Sunday 15 August 2021

The Art of Direction in a Pandemic - An Interview with James Haddrell, Artistic & Executive Director of the Greenwich Theatre.

Back in June, I attended a memorable production, Bad Nights and Odd Days at the Greenwich Theatre with a friend.  This production consisted of four of Caryl Churchill's short plays.  I have grown to fully appreciate the eclecticism of Churchill's work over the years.  The subject matter is always striking and regularly, stylistically not quite like any other playwright's works.  At times, fragmentary and others fully formed.  Her ideas regularly preempting or exploring current trends of thought such as the prospect of imminent environmental catastrophe (Not Not Not Not Not Enough Oxygen) or human cloning (A Number).  Following the production, I asked James Haddrell if he would let me interview him again, particularly in relation to Churchill's work and his work as a director.  He kindly consented to being interviewed.  James Haddrell was the director of Bad Nights and Odd Days and he continues to direct many other productions for the Greenwich Theatre.  He is also the Artistic and Executive Director of the Greenwich Theatre.

Since the onset of the pandemic, you have actively continued to produce work with the Greenwich Theatre and when the restrictions have changed, you have also staged productions or shows by other performers/companies.  What particular challenges have you and your theatre faced during the pandemic?

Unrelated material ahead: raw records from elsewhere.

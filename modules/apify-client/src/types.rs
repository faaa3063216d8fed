use chrono::{DateTime, Utc};
use serde::{Deserialize, Serialize};

/// Input for the Facebook Ad Library scraper actor.
#[derive(Debug, Clone, Serialize)]
pub struct AdLibraryScraperInput {
    /// Facebook page URLs to scrape ads for.
    pub pages: Vec<String>,
    #[serde(rename = "maxResultsPerPage")]
    pub max_results_per_page: u32,
    #[serde(rename = "scrapeAdDetails")]
    pub scrape_ad_details: bool,
    #[serde(rename = "scrapeAdCreative")]
    pub scrape_ad_creative: bool,
    #[serde(rename = "includeInactive")]
    pub include_inactive: bool,
    /// ISO 8601 cutoff; ads that started before this are excluded.
    #[serde(rename = "dateFrom", skip_serializing_if = "Option::is_none")]
    pub date_from: Option<String>,
}

/// Wrapper for Apify API responses.
#[derive(Debug, Clone, Deserialize)]
pub struct ApiResponse<T> {
    pub data: T,
}

/// Apify actor run metadata.
#[derive(Debug, Clone, Deserialize)]
pub struct RunData {
    pub id: String,
    pub status: String,
    #[serde(rename = "defaultDatasetId")]
    pub default_dataset_id: String,
    #[serde(rename = "startedAt")]
    pub started_at: Option<DateTime<Utc>>,
    #[serde(rename = "finishedAt")]
    pub finished_at: Option<DateTime<Utc>>,
}

/// A raw ad object from the Ad Library scraper dataset.
///
/// Field names vary across actor versions (snake_case vs camelCase, `id` vs
/// `ad_id`), so both spellings are kept and resolved through accessors.
/// Nothing outside this crate should ever see these duck-typed shapes.
#[derive(Debug, Clone, Default, Deserialize)]
pub struct RawAd {
    pub id: Option<String>,
    pub ad_id: Option<String>,
    pub ad_archive_id: Option<String>,
    #[serde(rename = "archiveId")]
    pub archive_id_camel: Option<String>,

    pub page_id: Option<String>,
    #[serde(rename = "pageId")]
    pub page_id_camel: Option<String>,
    pub page_name: Option<String>,
    #[serde(rename = "pageName")]
    pub page_name_camel: Option<String>,

    pub start_date: Option<String>,
    #[serde(rename = "startDate")]
    pub start_date_camel: Option<String>,
    pub end_date: Option<String>,
    #[serde(rename = "endDate")]
    pub end_date_camel: Option<String>,
    pub is_active: Option<bool>,

    /// Single platform string or a list, depending on actor version.
    pub publisher_platforms: Option<Platforms>,

    pub ad_creative_body: Option<String>,
    pub body: Option<String>,
    pub text: Option<String>,

    pub video_url: Option<String>,
    pub video_hd_url: Option<String>,
    pub video_sd_url: Option<String>,
    pub video_preview_image_url: Option<String>,
    pub images: Option<Vec<String>>,
    pub carousel_images: Option<Vec<String>>,
    pub image_url: Option<String>,

    pub permalink_url: Option<String>,
    pub url: Option<String>,

    /// Plain integer or a textual range like "1,000-5,000".
    pub impressions: Option<serde_json::Value>,
}

#[derive(Debug, Clone, Deserialize)]
#[serde(untagged)]
pub enum Platforms {
    One(String),
    Many(Vec<String>),
}

impl RawAd {
    pub fn ad_id(&self) -> &str {
        first_of(&[&self.id, &self.ad_id])
    }

    /// The deduplication key. Empty when the provider omitted it entirely.
    pub fn archive_id(&self) -> &str {
        first_of(&[&self.ad_archive_id, &self.archive_id_camel])
    }

    pub fn page_id(&self) -> &str {
        first_of(&[&self.page_id, &self.page_id_camel])
    }

    pub fn page_name(&self) -> &str {
        first_of(&[&self.page_name, &self.page_name_camel])
    }

    pub fn start_date(&self) -> Option<&str> {
        self.start_date.as_deref().or(self.start_date_camel.as_deref())
    }

    pub fn end_date(&self) -> Option<&str> {
        self.end_date.as_deref().or(self.end_date_camel.as_deref())
    }

    /// Returns whichever creative-copy field is populated.
    pub fn ad_copy(&self) -> &str {
        first_of(&[&self.ad_creative_body, &self.body, &self.text])
    }

    pub fn permalink(&self) -> &str {
        first_of(&[&self.permalink_url, &self.url])
    }
}

fn first_of<'a>(candidates: &[&'a Option<String>]) -> &'a str {
    candidates
        .iter()
        .find_map(|c| c.as_deref())
        .unwrap_or_default()
}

There have been many challenges, some more obvious than others. I guess at the outset of the pandemic the biggest challenge was simply shifting our mindset. We are part of an industry founded on the notion of people coming together in a room to watch other people, in the same room, performing. All of a sudden that was impossible, so we had to reimagine how we engaged with artists and audiences, and how we could ensure a link remained. It sounds obvious that we presented work online, but that is with the benefit of hindsight. At the start of the pandemic, nothing was obvious.

Once we had decided that sharing archive recordings of shows wasn’t enough, and that we wanted to make shows to share in one way or another (live, recorded etc), directing on Zoom became a particular challenge. Directing is rarely about one person telling someone else how to do things, it’s a collaborative process of trial and error with a company of people, with the director making final decisions. For an actor to try out performances in their home, a space inescapably related to their own life, not that of a character, and for a collaborative conversation to take place was not easy.

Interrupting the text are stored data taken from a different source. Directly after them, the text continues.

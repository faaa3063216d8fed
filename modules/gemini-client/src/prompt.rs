//! Prompt templates for creative analysis.

/// Prompt for full multimodal analysis: the media blob rides alongside
/// this text in the same request.
pub fn video_analysis_prompt(ad_copy: &str) -> String {
    format!(
        r#"You are an expert advertising analyst. Analyze this Facebook video ad comprehensively.

AD COPY:
{ad_copy}

Respond with a JSON object in exactly this shape:

{{
  "insights": "3-5 key insights about the ad's effectiveness and strategy",
  "themes": ["theme1", "theme2", "theme3"],
  "sentiment": "positive|neutral|negative",
  "callToAction": "primary CTA identified in the ad",
  "targetAudience": "description of the likely target audience"
}}

Analyze the VIDEO CONTENT (if provided) together with the AD COPY. Respond with VALID JSON only. Do not include markdown formatting or code blocks."#
    )
}

/// Text-only fallback prompt, used when media cannot be fetched or
/// multimodal analysis failed.
pub fn copy_analysis_prompt(ad_copy: &str) -> String {
    format!(
        r#"You are an expert advertising analyst. Analyze this Facebook ad copy.

AD COPY:
{ad_copy}

Respond with a JSON object with the fields: insights, themes, sentiment (positive|neutral|negative), callToAction, targetAudience. VALID JSON only, no markdown."#
    )
}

However, we made it work, releasing two new large cast productions (The Secret Love Life Of Ophelia by Steven Berkoff and The After-Dinner Joke by Caryl Churchill) and a host of short plays.

Now we are facing the same challenge that much of the industry is battling with – the isolation rules. We presented Bad Nights and Odd Days, our collection of Caryl Churchill short plays, despite losing all members of the stage management team to isolation at one point or another, and our summer family rep season has had its opening delayed by over a week having lost an actor and now our musical director. At no point have any of those people recorded a positive test result, but they still have to isolate due to potential contact, which is making life very difficult. We are actually holding dress rehearsals for the two summer shows with one performer delivering their lines from home and a wireless Bluetooth speaker being moved around the stage…

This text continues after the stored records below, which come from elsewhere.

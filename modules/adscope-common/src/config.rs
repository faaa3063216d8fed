use std::env;

/// Apify actor for the Facebook Ad Library scraper, in API path form.
pub const DEFAULT_AD_SCRAPER_ACTOR: &str = "jurooravec~facebook-ads-scraper";

/// Application configuration loaded from environment variables.
#[derive(Debug, Clone)]
pub struct Config {
    // Record store
    pub airtable_api_key: String,
    pub airtable_base_id: String,

    // Scrape provider
    pub apify_api_token: String,
    pub apify_actor_id: String,

    // Analysis provider
    pub gemini_api_key: String,

    // Web server
    pub web_host: String,
    pub web_port: u16,
}

impl Config {
    /// Load configuration from environment variables.
    /// Panics with a clear message if required vars are missing.
    pub fn from_env() -> Self {
        Self {
            airtable_api_key: required_env("AIRTABLE_API_KEY"),
            airtable_base_id: required_env("AIRTABLE_BASE_ID"),
            apify_api_token: required_env("APIFY_API_TOKEN"),
            apify_actor_id: env::var("APIFY_ACTOR_ID")
                .unwrap_or_else(|_| DEFAULT_AD_SCRAPER_ACTOR.to_string()),
            gemini_api_key: required_env("GEMINI_API_KEY"),
            web_host: env::var("WEB_HOST").unwrap_or_else(|_| "0.0.0.0".to_string()),
            web_port: env::var("WEB_PORT")
                .unwrap_or_else(|_| "3000".to_string())
                .parse()
                .expect("WEB_PORT must be a number"),
        }
    }
}

fn required_env(key: &str) -> String {
    env::var(key).unwrap_or_else(|_| panic!("{key} environment variable is required"))
}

Please can you tell me a little more about your directorial work in the past and when you became interested in the act or art of directing?  What for you are the prerequisites to becoming an effective and indeed, memorable director?

I first directed a show in 2015 – a revival of John Retallack’s Hannah and Hanna for CultureClash Theatre, with performances in London and Edinburgh. At that point I had spent so much time in rehearsal with the emerging companies that we support at Greenwich, that I thought I should have a go at it myself. The play is about a refugee teenager who finds herself in Margate at the height of the Kosovan refugee crisis when run down or quiet English seaside towns were used to house refugees. Written for a Kosovan and a White teenager, we reimagined the show, recasting the English teenager as a black second-generation immigrant, making the point that Britishness is a construct to which we sign up, and that the face of racism has evolved a great deal in the past few decades. Since then I have directed a range of shows, from new writing to pieces by Michael Frayn and Caryl Churchill, professional shows to student and community productions.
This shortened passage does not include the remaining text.